売上向上の施策を打つために、まずは以下の3つの数値を調査する必要があります。

  • 客数:ECサイトに来訪しただけでなく、何か購入してくださった方の人数
  • 単価:お買い物1回あたりの金額
  • 購入頻度:お買い物に来ていただいた回数

分析ツールで様々な数字が出てきますが、それも以下の3つの要素の動向を把握するためのものです。たとえば、アクセス数が増えれば訪問者が増える可能性があり、客数が増える可能性があります、また実際にお買い物をされた客数の割合は「成約率=コンバージョン率」で表されます。

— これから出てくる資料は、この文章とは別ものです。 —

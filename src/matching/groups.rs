// SPDX-License-Identifier: Apache-2.0
// Copyright (c) 2025 Polyframe Inc.

//! Partition signature buckets into groups of identical geometry

use super::cache::AnalysisCache;
use super::equality::{EqualityEngine, MatchStage, ShellMatch};
use super::signature::{SignatureIndex, SignatureOptions};
use crate::config::InstancerConfig;
use crate::error::SceneResult;
use crate::scene::{NodeId, SceneGraph};
use nalgebra::Matrix4;
use serde::Serialize;
use std::collections::{BTreeSet, VecDeque};
use tracing::debug;

/// What a group member stands for
#[derive(Debug, Clone, Copy, PartialEq, Eq, Default, Serialize)]
#[serde(rename_all = "snake_case")]
pub enum GroupingMode {
    /// Individual mesh transforms
    #[default]
    Leaf,
    /// Whole subtrees rooted at the outermost given nodes
    Hierarchy,
}

/// Snapshot of a node taken when groups are built
#[derive(Debug, Clone, PartialEq, Serialize)]
pub struct InstanceCandidate {
    pub node: NodeId,
    pub name: String,
    pub world: Matrix4<f64>,
    pub parent: Option<NodeId>,
    pub visible: bool,
    /// Some shape in the subtree is already shared
    pub instanced: bool,
    /// Stage that matched this member against its prototype
    pub stage: Option<MatchStage>,
    /// Set only when the match needed a rigid alignment
    pub relative: Option<Matrix4<f64>>,
}

impl InstanceCandidate {
    pub fn capture<S: SceneGraph + ?Sized>(scene: &S, node: NodeId) -> SceneResult<Self> {
        Ok(Self {
            node,
            name: scene.name(node)?,
            world: scene.world_matrix(node)?,
            parent: scene.parent(node)?,
            visible: scene.is_visible(node)?,
            instanced: subtree_instanced(scene, node)?,
            stage: None,
            relative: None,
        })
    }

    /// World matrix that puts the prototype's geometry where this member is
    pub fn placement(&self) -> Matrix4<f64> {
        match self.relative {
            Some(relative) => self.world * relative,
            None => self.world,
        }
    }

    fn matched(mut self, found: ShellMatch) -> Self {
        self.stage = Some(found.stage);
        self.relative = found.relative;
        self
    }
}

/// One prototype and everything found identical to it
#[derive(Debug, Clone, PartialEq, Serialize)]
pub struct InstanceGroup {
    pub prototype: InstanceCandidate,
    pub members: Vec<InstanceCandidate>,
    pub mode: GroupingMode,
}

impl InstanceGroup {
    /// Prototype plus members
    pub fn size(&self) -> usize {
        1 + self.members.len()
    }

    pub fn has_members(&self) -> bool {
        !self.members.is_empty()
    }
}

#[derive(Debug, Clone)]
pub struct InstanceGroupBuilder {
    engine: EqualityEngine,
    options: SignatureOptions,
    mode: GroupingMode,
}

impl InstanceGroupBuilder {
    pub fn new(engine: EqualityEngine, options: SignatureOptions, mode: GroupingMode) -> Self {
        Self { engine, options, mode }
    }

    pub fn from_config(config: &InstancerConfig, mode: GroupingMode) -> Self {
        Self::new(EqualityEngine::from_config(config), SignatureOptions::from(config), mode)
    }

    pub fn mode(&self) -> GroupingMode {
        self.mode
    }

    /// Live, deduplicated nodes eligible for grouping in this mode
    pub fn candidates<S: SceneGraph + ?Sized>(&self, scene: &S, nodes: &[NodeId]) -> Vec<NodeId> {
        let mut seen = BTreeSet::new();
        let live: Vec<NodeId> = nodes
            .iter()
            .copied()
            .filter(|&node| scene.exists(node) && seen.insert(node))
            .collect();

        match self.mode {
            GroupingMode::Leaf => live.into_iter().filter(|&n| scene.has_renderable_shape(n)).collect(),
            GroupingMode::Hierarchy => live
                .into_iter()
                .filter(|&n| !has_ancestor_in(scene, n, &seen))
                .collect(),
        }
    }

    pub fn build<S: SceneGraph + ?Sized>(
        &self,
        scene: &S,
        cache: &mut AnalysisCache,
        nodes: &[NodeId],
    ) -> Vec<InstanceGroup> {
        let candidates = self.candidates(scene, nodes);
        let index = match self.mode {
            GroupingMode::Leaf => SignatureIndex::build(scene, cache, &candidates, &self.options),
            GroupingMode::Hierarchy => SignatureIndex::build_hierarchical(scene, cache, &candidates, &self.options),
        };
        debug!(candidates = candidates.len(), buckets = index.len(), mode = ?self.mode, "signature buckets built");

        let mut groups = Vec::new();
        for (_, bucket) in index.buckets() {
            let mut ordered: Vec<InstanceCandidate> = bucket
                .iter()
                .filter_map(|&node| match InstanceCandidate::capture(scene, node) {
                    Ok(candidate) => Some(candidate),
                    Err(err) => {
                        debug!(%node, stage = "group", kind = err.kind(), "dropping candidate: {err}");
                        None
                    }
                })
                .collect();
            // Shared shapes first so re-runs keep their prototypes
            ordered.sort_by(|a, b| {
                b.instanced
                    .cmp(&a.instanced)
                    .then_with(|| a.name.cmp(&b.name))
                    .then(a.node.cmp(&b.node))
            });

            let mut queue = VecDeque::from(ordered);
            while let Some(prototype) = queue.pop_front() {
                let mut members = Vec::new();
                let mut rest = VecDeque::new();
                for candidate in queue.drain(..) {
                    match self.compare(scene, cache, prototype.node, candidate.node) {
                        Ok(Some(found)) => members.push(candidate.matched(found)),
                        Ok(None) => rest.push_back(candidate),
                        Err(err) => {
                            debug!(node = %candidate.node, stage = "group", kind = err.kind(), "dropping candidate: {err}")
                        }
                    }
                }
                queue = rest;
                groups.push(InstanceGroup {
                    prototype,
                    members,
                    mode: self.mode,
                });
            }
        }
        groups
    }

    fn compare<S: SceneGraph + ?Sized>(
        &self,
        scene: &S,
        cache: &mut AnalysisCache,
        prototype: NodeId,
        member: NodeId,
    ) -> SceneResult<Option<ShellMatch>> {
        match self.mode {
            GroupingMode::Leaf => self.engine.compare_shells(scene, cache, prototype, member),
            GroupingMode::Hierarchy => self.engine.compare_hierarchies(scene, cache, prototype, member),
        }
    }
}

/// Whether any shape under `node` is shared with another transform
pub fn subtree_instanced<S: SceneGraph + ?Sized>(scene: &S, node: NodeId) -> SceneResult<bool> {
    for current in scene.subtree(node)? {
        if scene.has_renderable_shape(current) && scene.is_instanced(current)? {
            return Ok(true);
        }
    }
    Ok(false)
}

fn has_ancestor_in<S: SceneGraph + ?Sized>(scene: &S, node: NodeId, set: &BTreeSet<NodeId>) -> bool {
    let mut current = scene.parent(node).ok().flatten();
    while let Some(parent) = current {
        if set.contains(&parent) {
            return true;
        }
        current = scene.parent(parent).ok().flatten();
    }
    false
}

もちろん、アクセス数が増えただけでは客数が上がるわけではなく、客数が上がるだけでは売上は上がりません。しかし、それなりにコンバージョン率がいいのに売上が上がらないという場合は、客数を増やすためにアクセス数を増やし、アクセスしてきた人に購入してもらうための施策に集中したほうが効果がわかりやすいのです。

つまり、単価や購買頻度も同様に、客単価を上げるための施策、購買頻度を上げるための施策というように、目的を分けて考えるほうが、何か施策をした時の効果をダイレクトに検証することができます。たとえば、「今回は”客数”を上げるために、こんな施策をしてみよう」というように、最終的な目的を意識しながら施策を考えてみるわけです。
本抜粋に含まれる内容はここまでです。